___ RECORDS SHOWN

//! Helpers for rule unit tests: parse real Ruby and walk it with one rule.

use std::path::Path;

use rbstyle_core::{FileContext, Rule, RuleBox, SourceParser, Violation, Walker};
use rbstyle_ruby::RubyParser;

pub(crate) fn lint<R: Rule + 'static>(rule: R, src: &str) -> Vec<Violation> {
    lint_at(rule, "app/models/widget.rb", src)
}

pub(crate) fn lint_at<R: Rule + 'static>(rule: R, path: &str, src: &str) -> Vec<Violation> {
    walk(vec![Box::new(rule)], path, src)
}

/// Runs a whole rule set over `src`, as the analyzer would.
pub(crate) fn lint_all(rules: Vec<RuleBox>, src: &str) -> Vec<Violation> {
    walk(rules, "app/models/widget.rb", src)
}

fn walk(rules: Vec<RuleBox>, path: &str, src: &str) -> Vec<Violation> {
    let tree = RubyParser::new().parse(src).expect("valid ruby");
    let ctx = FileContext::new(Path::new(path), src);
    Walker::new(rules)
        .walk(&tree, &ctx)
        .unwrap_or_else(|e| panic!("walk failed: {e}"))
}

/// Rule names of the violations, in report order.
pub(crate) fn rule_names(violations: &[Violation]) -> Vec<&str> {
    violations.iter().map(|v| v.rule.as_str()).collect()
}

/// Line numbers of the violations, in report order.
pub(crate) fn lines(violations: &[Violation]) -> Vec<usize> {
    violations.iter().map(|v| v.location.line).collect()
}
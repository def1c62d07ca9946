//! Configuration file lookup with a global fallback.
//!
//! Priority, first match wins:
//!
//! 1. `--config` flag
//! 2. `rbstyle.toml` or `.rbstyle.toml` in the project directory
//! 3. `config.toml` in the global directory (`$RBSTYLE_CONFIG_DIR`, else `~/.rbstyle/`)
//! 4. Built-in defaults

use anyhow::{Context, Result};
use rbstyle_core::Config;
use std::path::{Path, PathBuf};
use tracing::{debug, info};

/// Where the configuration was found.
#[derive(Debug, Clone, PartialEq, Eq)]
pub enum ConfigSource {
    /// Given with `--config`.
    Explicit(PathBuf),
    /// Found in the project directory.
    Project(PathBuf),
    /// Found in the global config directory.
    Global(PathBuf),
    /// Nothing found; defaults apply.
    Default,
}

impl ConfigSource {
    /// Returns the resolved path, if any.
    #[must_use]
    pub fn path(&self) -> Option<&Path> {
        match self {
            Self::Explicit(p) | Self::Project(p) | Self::Global(p) => Some(p),
            Self::Default => None,
        }
    }

    /// Loads the configuration this source points at.
    ///
    /// # Errors
    ///
    /// Returns an error if the file cannot be read or is not valid TOML.
    pub fn load(&self) -> Result<Config> {
        let Some(path) = self.path() else {
            debug!("No config file found, using defaults");
            return Ok(Config::default());
        };
        if matches!(self, Self::Global(_)) {
            info!("Using global config: {}", path.display());
        }
        Config::from_file(path)
            .with_context(|| format!("Failed to load config: {}", path.display()))
    }
}

/// Project-level config file names, checked in order.
pub const PROJECT_CONFIG_NAMES: &[&str] = &["rbstyle.toml", ".rbstyle.toml"];

/// Config file name inside the global config directory.
const GLOBAL_CONFIG_NAME: &str = "config.toml";

/// Resolves the configuration file for `project_dir`.
#[must_use]
pub fn resolve(project_dir: &Path, explicit: Option<&Path>) -> ConfigSource {
    resolve_in(project_dir, explicit, global_config_dir())
}

/// Directory whose config applies to `paths`: the first path if it is a
/// directory, its parent if it is a file, else the current directory.
#[must_use]
pub fn project_dir(paths: &[PathBuf]) -> PathBuf {
    match paths.first() {
        Some(p) if p.is_dir() => p.clone(),
        Some(p) => p
            .parent()
            .filter(|parent| !parent.as_os_str().is_empty())
            .map_or_else(|| PathBuf::from("."), Path::to_path_buf),
        None => PathBuf::from("."),
    }
}

/// Global directory is a parameter so tests do not race on env vars.
fn resolve_in(
    project_dir: &Path,
    explicit: Option<&Path>,
    global_dir: Option<PathBuf>,
) -> ConfigSource {
    if let Some(p) = explicit {
        return ConfigSource::Explicit(p.to_path_buf());
    }

    if let Some(candidate) = PROJECT_CONFIG_NAMES
        .iter()
        .map(|name| project_dir.join(name))
        .find(|candidate| candidate.is_file())
    {
        debug!("Found project config: {}", candidate.display());
        return ConfigSource::Project(candidate);
    }

    if let Some(candidate) = global_dir
        .map(|dir| dir.join(GLOBAL_CONFIG_NAME))
        .filter(|candidate| candidate.is_file())
    {
        debug!("Found global config: {}", candidate.display());
        return ConfigSource::Global(candidate);
    }

    ConfigSource::Default
}

/// Returns the global config directory: `$RBSTYLE_CONFIG_DIR`, else `~/.rbstyle/`.
#[must_use]
pub fn global_config_dir() -> Option<PathBuf> {
    if let Some(dir) = std::env::var_os("RBSTYLE_CONFIG_DIR") {
        return Some(PathBuf::from(dir));
    }
    home::home_dir().map(|h| h.join(".rbstyle"))
}

#[cfg(test)]
mod tests {
    use super::*;
    use std::fs;
    use tempfile::TempDir;

    #[test]
    fn explicit_wins_over_project() {
        let tmp = TempDir::new().unwrap();
        let explicit = tmp.path().join("custom.toml");
        fs::write(&explicit, "").unwrap();
        fs::write(tmp.path().join("rbstyle.toml"), "").unwrap();

        let source = resolve_in(tmp.path(), Some(&explicit), None);
        assert_eq!(source, ConfigSource::Explicit(explicit));
    }

    #[test]
    fn explicit_path_is_not_checked_until_load() {
        let source = resolve_in(Path::new("/tmp"), Some(Path::new("/nonexistent.toml")), None);
        assert_eq!(
            source,
            ConfigSource::Explicit(PathBuf::from("/nonexistent.toml"))
        );
        assert!(source.load().is_err());
    }

    #[test]
    fn project_names_in_order() {
        let tmp = TempDir::new().unwrap();
        fs::write(tmp.path().join(".rbstyle.toml"), "").unwrap();
        assert_eq!(
            resolve_in(tmp.path(), None, None),
            ConfigSource::Project(tmp.path().join(".rbstyle.toml"))
        );

        fs::write(tmp.path().join("rbstyle.toml"), "").unwrap();
        assert_eq!(
            resolve_in(tmp.path(), None, None),
            ConfigSource::Project(tmp.path().join("rbstyle.toml"))
        );
    }

    #[test]
    fn global_used_only_without_project_config() {
        let project = TempDir::new().unwrap();
        let global = TempDir::new().unwrap();
        fs::write(global.path().join("config.toml"), "").unwrap();

        let source = resolve_in(project.path(), None, Some(global.path().to_path_buf()));
        assert_eq!(source, ConfigSource::Global(global.path().join("config.toml")));

        fs::write(project.path().join("rbstyle.toml"), "").unwrap();
        let source = resolve_in(project.path(), None, Some(global.path().to_path_buf()));
        assert!(matches!(source, ConfigSource::Project(_)));
    }

    #[test]
    fn empty_global_dir_falls_back_to_default() {
        let project = TempDir::new().unwrap();
        let global = TempDir::new().unwrap();
        let source = resolve_in(project.path(), None, Some(global.path().to_path_buf()));
        assert_eq!(source, ConfigSource::Default);
        assert!(source.path().is_none());
    }

    #[test]
    fn load_parses_project_config() {
        let tmp = TempDir::new().unwrap();
        fs::write(
            tmp.path().join("rbstyle.toml"),
            "preset = \"minimal\"\n[rules.blocks]\nenabled = false\n",
        )
        .unwrap();

        let config = resolve_in(tmp.path(), None, None).load().unwrap();
        assert_eq!(config.preset.as_deref(), Some("minimal"));
        assert!(!config.is_rule_enabled("blocks"));
    }

    #[test]
    fn load_reports_invalid_toml_with_path() {
        let tmp = TempDir::new().unwrap();
        fs::write(tmp.path().join("rbstyle.toml"), "preset = [").unwrap();
        let err = resolve_in(tmp.path(), None, None).load().unwrap_err();
        assert!(format!("{err:#}").contains("rbstyle.toml"));
    }

    #[test]
    fn project_dir_from_paths() {
        let tmp = TempDir::new().unwrap();
        let file = tmp.path().join("app.rb");
        fs::write(&file, "").unwrap();

        assert_eq!(project_dir(&[tmp.path().to_path_buf()]), tmp.path());
        assert_eq!(project_dir(&[file]), tmp.path());
        assert_eq!(project_dir(&[PathBuf::from("app.rb")]), PathBuf::from("."));
        assert_eq!(project_dir(&[]), PathBuf::from("."));
    }
}
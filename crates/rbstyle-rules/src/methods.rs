//! Rule to enforce parentheses style in method definitions.
//!
//! # Rationale
//!
//! `def fetch(key, default)` makes the parameter list unambiguous, while
//! `def call()` adds punctuation that carries no information.
//!
//! # Suppression
//!
//! - `# rbstyle: allow(methods)` comment

use rbstyle_core::{FileContext, Node, NodeKind, Rule, RuleError, Severity, Suggestion, Violation};

/// Rule code for methods.
pub const CODE: &str = "RB005";

/// Rule name for methods.
pub const NAME: &str = "methods";

/// Requires parentheses around parameters, and none when there are no parameters.
#[derive(Debug, Clone)]
pub struct MethodParens {
    /// Custom severity.
    pub severity: Severity,
}

impl Default for MethodParens {
    fn default() -> Self {
        Self::new()
    }
}

impl MethodParens {
    /// Creates a new rule with default settings.
    #[must_use]
    pub fn new() -> Self {
        Self {
            severity: Severity::Warning,
        }
    }

    /// Sets the severity level.
    #[must_use]
    pub fn severity(mut self, severity: Severity) -> Self {
        self.severity = severity;
        self
    }
}

impl Rule for MethodParens {
    fn name(&self) -> &'static str {
        NAME
    }

    fn code(&self) -> &'static str {
        CODE
    }

    fn description(&self) -> &'static str {
        "Wraps method parameters in parentheses and omits empty ones"
    }

    fn default_severity(&self) -> Severity {
        self.severity
    }

    fn node_kinds(&self) -> &'static [NodeKind] {
        &[NodeKind::Method, NodeKind::SingletonMethod]
    }

    fn check(&self, node: Node<'_>, ctx: &FileContext<'_>) -> Result<Vec<Violation>, RuleError> {
        let Some(params) = node.child_by_field("parameters") else {
            return Ok(Vec::new());
        };
        let method = node
            .child_by_field("name")
            .map_or("method", |n| n.text());

        let has_params = params
            .named_children()
            .any(|c| c.kind() != NodeKind::Comment);
        let parenthesized = params.text().starts_with('(');

        let (message, help) = match (has_params, parenthesized) {
            (true, false) => (
                format!("Method '{method}' declares parameters without parentheses"),
                format!("def {method}({})", params.text().trim()),
            ),
            (false, true) => (
                format!("Method '{method}' has empty parentheses"),
                format!("def {method}"),
            ),
            _ => return Ok(Vec::new()),
        };

        Ok(vec![Violation::new(
            CODE,
            NAME,
            self.severity,
            ctx.location_of(params),
            message,
        )
        .with_suggestion(Suggestion::new(help))])
    }
}

#[cfg(test)]
mod tests {
    use super::*;
    use crate::test_support::{lines, lint};

    #[test]
    fn parenthesized_params_pass() {
        let src = "def fetch(key, default = nil)\n  key\nend\n";
        assert!(lint(MethodParens::new(), src).is_empty());
    }

    #[test]
    fn no_params_no_parens_passes() {
        assert!(lint(MethodParens::new(), "def call\n  1\nend\n").is_empty());
    }

    #[test]
    fn bare_params_fire() {
        let violations = lint(MethodParens::new(), "def fetch key, default\n  key\nend\n");
        assert_eq!(violations.len(), 1);
        assert_eq!(
            violations[0].message,
            "Method 'fetch' declares parameters without parentheses"
        );
        assert_eq!(
            violations[0].suggestion.as_ref().unwrap().message,
            "def fetch(key, default)"
        );
    }

    #[test]
    fn empty_parens_fire() {
        let violations = lint(MethodParens::new(), "def call()\n  1\nend\n");
        assert_eq!(violations.len(), 1);
        assert_eq!(violations[0].message, "Method 'call' has empty parentheses");
    }

    #[test]
    fn singleton_methods_are_checked() {
        let src = concat!(
            "class Widget\n",
            "  def self.build attrs\n",
            "    new\n",
            "  end\n",
            "\n",
            "  def self.default()\n",
            "    new\n",
            "  end\n",
            "end\n",
        );
        assert_eq!(lines(&lint(MethodParens::new(), src)), vec![2, 6]);
    }
}
//! Utility functions for rule implementations.

pub mod allowance;
pub mod naming;

// Re-export commonly used utilities for rule implementations
#[doc(inline)]
pub use allowance::{AllowCheck, AllowIndex};
#[doc(inline)]
pub use naming::{is_camel_case, is_screaming_snake_case, to_camel_case, to_screaming_snake_case};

______

» TASK DIRECTIONS
Only the lines from the first line of the records through the one containing "repository def1c62d07ca9946" should be reproduced, exactly, with both of them included.

» RESULT OF THIS TASK
//! Helpers for rule unit tests: parse real Ruby and walk it with one rule.

use std::path::Path;

use rbstyle_core::{FileContext, Rule, RuleBox, SourceParser, Violation, Walker};
use rbstyle_ruby::RubyParser;

pub(crate) fn lint<R: Rule + 'static>(rule: R, src: &str) -> Vec<Violation> {
    lint_at(rule, "app/models/widget.rb", src)
}

pub(crate) fn lint_at<R: Rule + 'static>(rule: R, path: &str, src: &str) -> Vec<Violation> {
    walk(vec![Box::new(rule)], path, src)
}

/// Runs a whole rule set over `src`, as the analyzer would.
pub(crate) fn lint_all(rules: Vec<RuleBox>, src: &str) -> Vec<Violation> {
    walk(rules, "app/models/widget.rb", src)
}

fn walk(rules: Vec<RuleBox>, path: &str, src: &str) -> Vec<Violation> {
    let tree = RubyParser::new().parse(src).expect("valid ruby");
    let ctx = FileContext::new(Path::new(path), src);
    Walker::new(rules)
        .walk(&tree, &ctx)
        .unwrap_or_else(|e| panic!("walk failed: {e}"))
}

/// Rule names of the violations, in report order.
pub(crate) fn rule_names(violations: &[Violation]) -> Vec<&str> {
    violations.iter().map(|v| v.rule.as_str()).collect()
}

/// Line numbers of the violations, in report order.
pub(crate) fn lines(violations: &[Violation]) -> Vec<usize> {
    violations.iter().map(|v| v.location.line).collect()
}
repository def1c62d07ca9946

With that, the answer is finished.